In providing updates to its would-be insurgency and smears of the opposition almost daily, Tajikistan’s government has succeeded mostly in undermining its own credibility.
A dispatch circulated by Khovar state news agency on September 26 reaches new heights of implausibility. The story contends that the alleged renegade deputy defense minister Abduhalim Nazarzoda had plotted his uprising since 2010 in collusion with the Islamic Renaissance Party (IRPT).
From 2005 onward, Nazarzoda occupied numerous high-ranking positions in the security establishment. Between then and 2007, he served as first deputy commander of the ground forces, and from 2007 to 2014, he headed the Defense Ministry’s military security services. His elevation to deputy defense minister came in January 2014.
Allegations that plotting should have been happening for so long at the highest level is at best an astonishing admission of incompetence by Tajikistan’s security structures. Alternatively, Dushanbe is spinning a yarn in full confidence that nobody within the country, including all the diplomatic stations based there, will dare to question its narrative.
Some details in the latest account are recycled versions of earlier, barely credible, accusations, but there are some new aspects.

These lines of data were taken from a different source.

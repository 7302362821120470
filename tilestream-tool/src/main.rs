// SPDX-License-Identifier: MIT
// Copyright (c) 2026 ADNT Sarl <info@adnt.io>

mod cli;
mod commands;
mod transport;

use std::process::ExitCode;

use clap::Parser;

fn main() -> ExitCode {
    let cli = cli::Cli::parse();
    match cli::run(cli) {
        Ok(()) => ExitCode::SUCCESS,
        Err(e) => {
            eprintln!("Error: {:#}", e);
            ExitCode::FAILURE
        }
    }
}
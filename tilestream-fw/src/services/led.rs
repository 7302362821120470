// SPDX-License-Identifier: MIT
// Copyright (c) 2026 ADNT Sarl <info@adnt.io>

//! LED service for status indication.

use crate::peripherals::Peripherals;
use core::cell::Cell;
use embedded_hal::digital::OutputPin;
use tilestream_common::service::{Event, Service, ServiceContext};

/// LED state machine
#[derive(Clone, Copy)]
enum LedState {
    On { since_us: u64 },
    Off { since_us: u64 },
}

/// Service that blinks the LED; faster while loading, fastest after an abort.
pub struct LedBlinkService {
    state: Cell<LedState>,
    aborted: Cell<bool>,
}

const IDLE_PERIOD_US: u64 = 500_000;
const LOADING_PERIOD_US: u64 = 100_000;
const ABORTED_PERIOD_US: u64 = 50_000;

impl LedBlinkService {
    pub fn new() -> Self {
        Self {
            state: Cell::new(LedState::Off { since_us: 0 }),
            aborted: Cell::new(false),
        }
    }

    fn period(&self, ctx: &mut ServiceContext<Peripherals>) -> u64 {
        if ctx
            .events
            .consume(|event| matches!(event, Event::UnitAborted(_)))
            > 0
        {
            self.aborted.set(true);
        }

        let loading = !ctx.peripherals.engine.loader.is_idle();
        if loading {
            // A new load clears the abort indication
            self.aborted.set(false);
        }

        match (self.aborted.get(), loading) {
            (true, _) => ABORTED_PERIOD_US,
            (false, true) => LOADING_PERIOD_US,
            (false, false) => IDLE_PERIOD_US,
        }
    }
}

impl Service<Peripherals> for LedBlinkService {
    fn process(&self, ctx: &mut ServiceContext<Peripherals>) {
        let period = self.period(ctx);
        let now = ctx.peripherals.timer.get_counter().ticks();

        match self.state.get() {
            LedState::On { since_us } => {
                if now - since_us >= period {
                    ctx.peripherals.led_pin.set_low().ok();
                    self.state.set(LedState::Off { since_us: now });
                }
            }
            LedState::Off { since_us } => {
                if now - since_us >= period {
                    ctx.peripherals.led_pin.set_high().ok();
                    self.state.set(LedState::On { since_us: now });
                }
            }
        }
    }
}
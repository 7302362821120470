// SPDX-License-Identifier: MIT
// Copyright (c) 2026 ADNT Sarl <info@adnt.io>

//! Building the user RAM image an application would prepare before asking
//! for a load: a configuration table followed by one group descriptor per
//! entry.

use anyhow::{bail, Result};
use tilestream_common::abi::{
    round_tiles, AssetGroup, ASSET_GROUPS_PER_SLOT, ASSET_SLOTS_PER_BANK, TILES_PER_ASSET_SLOT,
};
use tilestream_common::memory::{Segment, VirtAddr, RAM_BASE, RAM_SIZE, SEGMENT_1_VA};
use tilestream_common::protocol::MAX_DATA_BLOCK_SIZE;
use tilestream_common::{AssetConfiguration, BoundSlots, ConfigTable};

use crate::pack::PackedGroup;

/// How configuration entries reach the group headers.
#[derive(Debug, Clone, Copy, PartialEq, Eq)]
pub enum Addressing {
    /// Header pointers are VAs in whichever segment the volume is mapped at.
    Virtual(Segment),
    /// Header pointers are segment-1 offsets into the volume named by `handle`.
    Remapped { handle: u32 },
}

#[derive(Debug, Clone, Copy)]
pub struct StageOptions {
    pub addressing: Addressing,
    pub slots: BoundSlots,
    pub config_va: VirtAddr,
}

/// A RAM image starting at `base_va`.
#[derive(Debug, Clone)]
pub struct Staged {
    pub base_va: VirtAddr,
    pub image: Vec<u8>,
    pub config: ConfigTable,
    /// Descriptor VA of each entry, in table order.
    pub descriptors: Vec<VirtAddr>,
    /// Slot chosen for each entry, in table order.
    pub slots: Vec<u8>,
}

impl Staged {
    /// The image split into `WriteRam`-sized pieces.
    pub fn chunks(&self) -> impl Iterator<Item = (VirtAddr, &[u8])> + '_ {
        self.image
            .chunks(MAX_DATA_BLOCK_SIZE)
            .enumerate()
            .map(|(i, chunk)| (self.base_va + (i * MAX_DATA_BLOCK_SIZE) as u32, chunk))
    }
}

/// Assign slots first-fit over the bound slots, in order.
fn assign_slots(groups: &[PackedGroup], bound: BoundSlots) -> Result<Vec<u8>> {
    let mut tiles = [0u32; ASSET_SLOTS_PER_BANK];
    let mut counts = [0usize; ASSET_SLOTS_PER_BANK];
    let mut slot = 0usize;
    let mut assigned = Vec::with_capacity(groups.len());

    for group in groups {
        let need = round_tiles(u32::from(group.header.num_tiles));
        loop {
            if slot >= ASSET_SLOTS_PER_BANK {
                bail!(
                    "group {} ({} tiles) does not fit in the bound slots",
                    group.header.ordinal,
                    need
                );
            }
            if bound.is_bound(slot)
                && counts[slot] < ASSET_GROUPS_PER_SLOT
                && tiles[slot] + need <= TILES_PER_ASSET_SLOT
            {
                break;
            }
            slot += 1;
        }
        tiles[slot] += need;
        counts[slot] += 1;
        assigned.push(slot as u8);
    }

    Ok(assigned)
}

/// Lay out a configuration table for `groups` and their descriptors.
pub fn stage(groups: &[PackedGroup], opts: &StageOptions) -> Result<Staged> {
    if opts.config_va % AssetGroup::ALIGN != 0 {
        bail!("configuration address 0x{:08x} is not aligned", opts.config_va);
    }

    let slots = assign_slots(groups, opts.slots)?;
    let table_size = groups.len() * AssetConfiguration::SIZE;
    let descriptors_at = table_size.next_multiple_of(AssetGroup::ALIGN as usize);
    let image_size = descriptors_at + groups.len() * AssetGroup::total_size();

    let ram_end = (RAM_BASE + RAM_SIZE) as usize;
    if opts.config_va < RAM_BASE || opts.config_va as usize + image_size > ram_end {
        bail!(
            "{} bytes at 0x{:08x} do not fit in user RAM",
            image_size,
            opts.config_va
        );
    }

    let mut image = vec![0u8; image_size];
    let mut descriptors = Vec::with_capacity(groups.len());

    for (index, (group, &slot)) in groups.iter().zip(&slots).enumerate() {
        let desc_offset = descriptors_at + index * AssetGroup::total_size();
        let desc_va = opts.config_va + desc_offset as u32;

        let (p_hdr, volume) = match opts.addressing {
            Addressing::Virtual(segment) => (segment.base() + group.header_offset, 0),
            Addressing::Remapped { handle } => (SEGMENT_1_VA + group.header_offset, handle),
        };
        image[desc_offset..desc_offset + AssetGroup::SIZE]
            .copy_from_slice(&AssetGroup { p_hdr }.to_bytes());

        let entry = AssetConfiguration {
            p_group: desc_va,
            volume,
            data_size: group.header.data_size,
            num_tiles: group.header.num_tiles,
            ordinal: group.header.ordinal,
            slot,
        };
        let at = index * AssetConfiguration::SIZE;
        image[at..at + AssetConfiguration::SIZE].copy_from_slice(&entry.to_bytes());

        descriptors.push(desc_va);
    }

    Ok(Staged {
        base_va: opts.config_va,
        image,
        config: ConfigTable::new(opts.config_va, groups.len() as u32),
        descriptors,
        slots,
    })
}
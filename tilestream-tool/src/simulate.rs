// SPDX-License-Identifier: MIT
// Copyright (c) 2026 ADNT Sarl <info@adnt.io>

//! Offline run of the streaming path over an in-memory bus.
//!
//! The same loader and FIFOs the firmware uses are driven step by step; after
//! every loader pass each selected cube's FIFO is drained by a fixed amount,
//! standing in for the radio.

use anyhow::{anyhow, bail, Context, Result};
use tilestream_common::abi::{ASSET_SLOTS_PER_BANK, NUM_CUBE_SLOTS};
use tilestream_common::group::loaded_base_addr;
use tilestream_common::memory::RAM_SIZE;
use tilestream_common::{
    validate_config, AssetLoader, BoundSlots, CubeFifos, CubeId, LoadEvent, SliceBus,
};

use crate::stage::{Addressing, Staged};

#[derive(Debug, Clone, Copy)]
pub struct SimOptions {
    pub cube_mask: u32,
    /// Bytes taken out of each FIFO per step.
    pub drain_per_step: usize,
    pub max_steps: usize,
    pub slots: BoundSlots,
}

#[derive(Debug, Clone)]
pub struct SimReport {
    pub steps: usize,
    /// Rounded tiles per slot, as counted by the validator.
    pub slot_tiles: [u16; ASSET_SLOTS_PER_BANK],
    pub events: Vec<LoadEvent>,
    /// Everything drained, indexed by cube.
    pub streams: Vec<Vec<u8>>,
    /// Base address records read back per staged descriptor, indexed by cube.
    pub base_addrs: Vec<[Option<u16>; NUM_CUBE_SLOTS]>,
}

impl SimReport {
    pub fn stream(&self, cube: CubeId) -> &[u8] {
        &self.streams[cube.index()]
    }

    pub fn all_verified(&self) -> bool {
        self.events.iter().all(|event| match event {
            LoadEvent::GroupLoaded { verified, .. } => *verified,
            LoadEvent::Finished { .. } => true,
            LoadEvent::Failed { .. } => false,
        })
    }
}

/// Stream `staged` out of a volume holding `payload` until every cube is done.
pub fn run(
    payload: &[u8],
    handle: u32,
    addressing: Addressing,
    staged: &Staged,
    opts: &SimOptions,
) -> Result<SimReport> {
    if opts.cube_mask == 0 {
        bail!("no cubes selected");
    }
    if opts.drain_per_step == 0 {
        bail!("a drain of 0 bytes per step never finishes");
    }

    let mut ram = vec![0u8; RAM_SIZE as usize];
    let mut bus = SliceBus::new(&mut ram);
    bus.add_volume(handle, payload)
        .with_context(|| format!("cannot add volume {}", handle))?;
    if let Addressing::Virtual(segment) = addressing {
        bus.map_segment(segment, handle);
    }
    bus.write_ram(staged.base_va, &staged.image)
        .map_err(|e| anyhow!("staging failed: {}", e))?;

    let usage = validate_config(&bus, opts.slots, staged.config)
        .map_err(|e| anyhow!("configuration rejected: {}", e))?;

    let mut fifos: CubeFifos = CubeFifos::new();
    let (mut producers, mut consumers) = fifos.split();
    let mut loader: AssetLoader = AssetLoader::new();
    loader
        .start_config(opts.cube_mask, staged.config, opts.slots)
        .map_err(|e| anyhow!("load refused: {}", e))?;

    let mut events = Vec::new();
    let mut streams = vec![Vec::new(); NUM_CUBE_SLOTS];
    let mut buf = vec![0u8; opts.drain_per_step];
    let mut steps = 0;

    while !loader.is_idle() || consumers.pending_mask() != 0 {
        if steps == opts.max_steps {
            bail!("still streaming after {} steps", steps);
        }
        steps += 1;

        loader.pump(&mut bus, &mut producers, |event| events.push(event));
        for cube in CubeId::iter_mask(opts.cube_mask) {
            if let Some(mut consumer) = consumers.get(cube) {
                let n = consumer.read(&mut buf);
                streams[cube.index()].extend_from_slice(&buf[..n]);
            }
        }
    }

    let base_addrs = staged
        .descriptors
        .iter()
        .map(|&va| {
            let mut per_cube = [None; NUM_CUBE_SLOTS];
            for cube in CubeId::iter_mask(opts.cube_mask) {
                per_cube[cube.index()] = loaded_base_addr(&bus, va, cube);
            }
            per_cube
        })
        .collect();

    Ok(SimReport {
        steps,
        slot_tiles: usage.tiles,
        events,
        streams,
        base_addrs,
    })
}
// SPDX-License-Identifier: MIT
// Copyright (c) 2026 ADNT Sarl <info@adnt.io>

//! Read-only access to the flash volume directory.
//!
//! Volumes are written from the host as UF2 images; the firmware never
//! programs flash. At boot the directory sector is scanned once and every
//! record whose payload lies inside the volume area and matches its CRC is
//! mounted.

use crate::layout::MemoryLayout;
use crc::{Crc, CRC_32_ISO_HDLC};
use heapless::Vec;
use tilestream_common::abi::{VolumeRecord, MAX_VOLUMES};
use tilestream_common::protocol::FLASH_BASE;

const CRC32: Crc<u32> = Crc::<u32>::new(&CRC_32_ISO_HDLC);

/// A volume whose payload has been checked, addressed through XIP.
#[derive(Clone, Copy, defmt::Format)]
pub struct MountedVolume {
    pub handle: u32,
    pub addr: u32,
    pub size: u32,
}

impl MountedVolume {
    /// The payload as a slice of memory-mapped flash.
    pub fn payload(&self) -> &'static [u8] {
        // SAFETY: `mount_volumes` only yields ranges inside the volume area,
        // which is XIP-mapped for the whole run and never programmed.
        unsafe { core::slice::from_raw_parts(self.addr as *const u8, self.size as usize) }
    }
}

/// Read bytes from an absolute XIP flash address via volatile reads.
pub fn flash_read(abs_addr: u32, buf: &mut [u8]) {
    for (i, byte) in buf.iter_mut().enumerate() {
        *byte = unsafe { ((abs_addr + i as u32) as *const u8).read_volatile() };
    }
}

/// Compute CRC-32 (ISO HDLC) over flash data at the given absolute address.
pub fn compute_crc32(abs_addr: u32, size: u32) -> u32 {
    let mut digest = CRC32.digest();
    let mut remaining = size as usize;
    let mut addr = abs_addr;
    let mut chunk = [0u8; 256];

    while remaining > 0 {
        let n = remaining.min(chunk.len());
        flash_read(addr, &mut chunk[..n]);
        digest.update(&chunk[..n]);
        addr += n as u32;
        remaining -= n;
    }

    digest.finalize()
}

fn read_record(addr: u32) -> VolumeRecord {
    let mut bytes = [0u8; VolumeRecord::SIZE];
    flash_read(addr, &mut bytes);
    VolumeRecord::from_bytes(&bytes)
}

/// Check one directory record against the volume area.
fn check_record(record: &VolumeRecord, layout: &MemoryLayout) -> Option<MountedVolume> {
    let addr = FLASH_BASE.checked_add(record.payload_offset)?;
    let end = addr.checked_add(record.payload_size)?;
    if addr < layout.volume_area || end > layout.volume_area_end {
        defmt::warn!(
            "VOLUME: handle {} payload 0x{:08x}..0x{:08x} outside volume area",
            record.handle,
            addr,
            end
        );
        return None;
    }

    let crc = compute_crc32(addr, record.payload_size);
    if crc != record.payload_crc {
        defmt::warn!(
            "VOLUME: handle {} CRC mismatch: expected 0x{:08x}, got 0x{:08x}",
            record.handle,
            record.payload_crc,
            crc
        );
        return None;
    }

    Some(MountedVolume {
        handle: record.handle,
        addr,
        size: record.payload_size,
    })
}

/// Scan the directory and return every intact volume, in directory order.
pub fn mount_volumes(layout: &MemoryLayout) -> Vec<MountedVolume, MAX_VOLUMES> {
    let mut mounted = Vec::new();

    for index in 0..MAX_VOLUMES as u32 {
        let record = read_record(layout.volume_dir + index * VolumeRecord::SIZE as u32);
        if !record.is_used() {
            continue;
        }

        if mounted.iter().any(|v: &MountedVolume| v.handle == record.handle) {
            defmt::warn!("VOLUME: duplicate handle {} ignored", record.handle);
            continue;
        }

        if let Some(volume) = check_record(&record, layout) {
            defmt::println!(
                "VOLUME: mounted handle {} at 0x{:08x} ({} bytes)",
                volume.handle,
                volume.addr,
                volume.size
            );
            // Cannot overflow: at most MAX_VOLUMES records are scanned
            let _ = mounted.push(volume);
        }
    }

    mounted
}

Khovar cites prosecutors as saying Nazarzoda teamed up with IRPT leader Mukhiddin Kabiri to create 20 organized crime groups comprising a total of 300 members, who were paid $100 or more each monthly with funds of unknown provenance.
An avalanche of splenetic editorials published on Khovar has pointed to the activities of mysterious foreign sponsors. It is not spelled out who those foreign sponsors might be, but occasional references to “extremist international organizations” appear to be an invitation to speculate that some kind of radical Islamic organization is involved.
Then again, another recent piece excoriating Human Rights Watch at great length leaves a window open to the prospect of Western governments standing accused of fomenting the unrest. One telling passage suggests “HRW has adopted the functions of an information-propaganda tool in the diplomatic, economic and military interference of the West in the internal affairs of other countries.”
Another article, under the byline of Denis Vedeneyev (more below), goes even further by specifically accusing the United States and the European Union of funding IRPT.
Accusations leveled at the West are intensely ironic coming at this juncture. The U.S. began joint military exercises with Tajikistan in mid-September, while mop-up operations against Nazarzoda’s group were reaching their culmination. And only a few days ago, the U.S. handed over $260,000 worth of equipment to Tajikistan’s OMON — a special forces unit of the Interior Ministry renowned for its thuggishness and brutality. (Tellingly, the embassy did not invite journalists to attend the handover ceremony, something their colleagues in Ukraine have typically done with gusto for similar events).
Also, while refraining from any public comments on the liquidation of Tajikistan’s only viable opposition party, the IRPT, the U.S. embassy has issued regular security notices about recent events for its citizens, in effect validating the government’s frequently flimsy narrative.
Not content with its existing gallery of suspects, Khovar has also extended its criticism to articles by writers with “Slavic names and surnames,” who have committed the offense of casting doubt on the government’s story. The names include lively propagators of conspiracy theories about U.S. meddling in Central Asia — again piling irony upon irony.
In an apparent bid to preemptively deflect charges of inciting ethnic hatred, Khovar ran the article under the patently pseudonymous, Russian-sounding byline of one Denis Vedeneyev, who goes out of his way to describe himself as a real “Ivan Ivanovich Ivanov” born in Tajikistan.
Only the Russian government is spared of any outright accusations, and for fairly understandable reasons.
The sheer intensity and absurdity of Khovar screeds has taken on overpowering shades of “the lady doth protest too much.” With governments and international organizations — many of them guarantors of the 1997 peace agreement that now lies in tatters — remaining powerfully mute, however, there is no reason to expect a change of tone.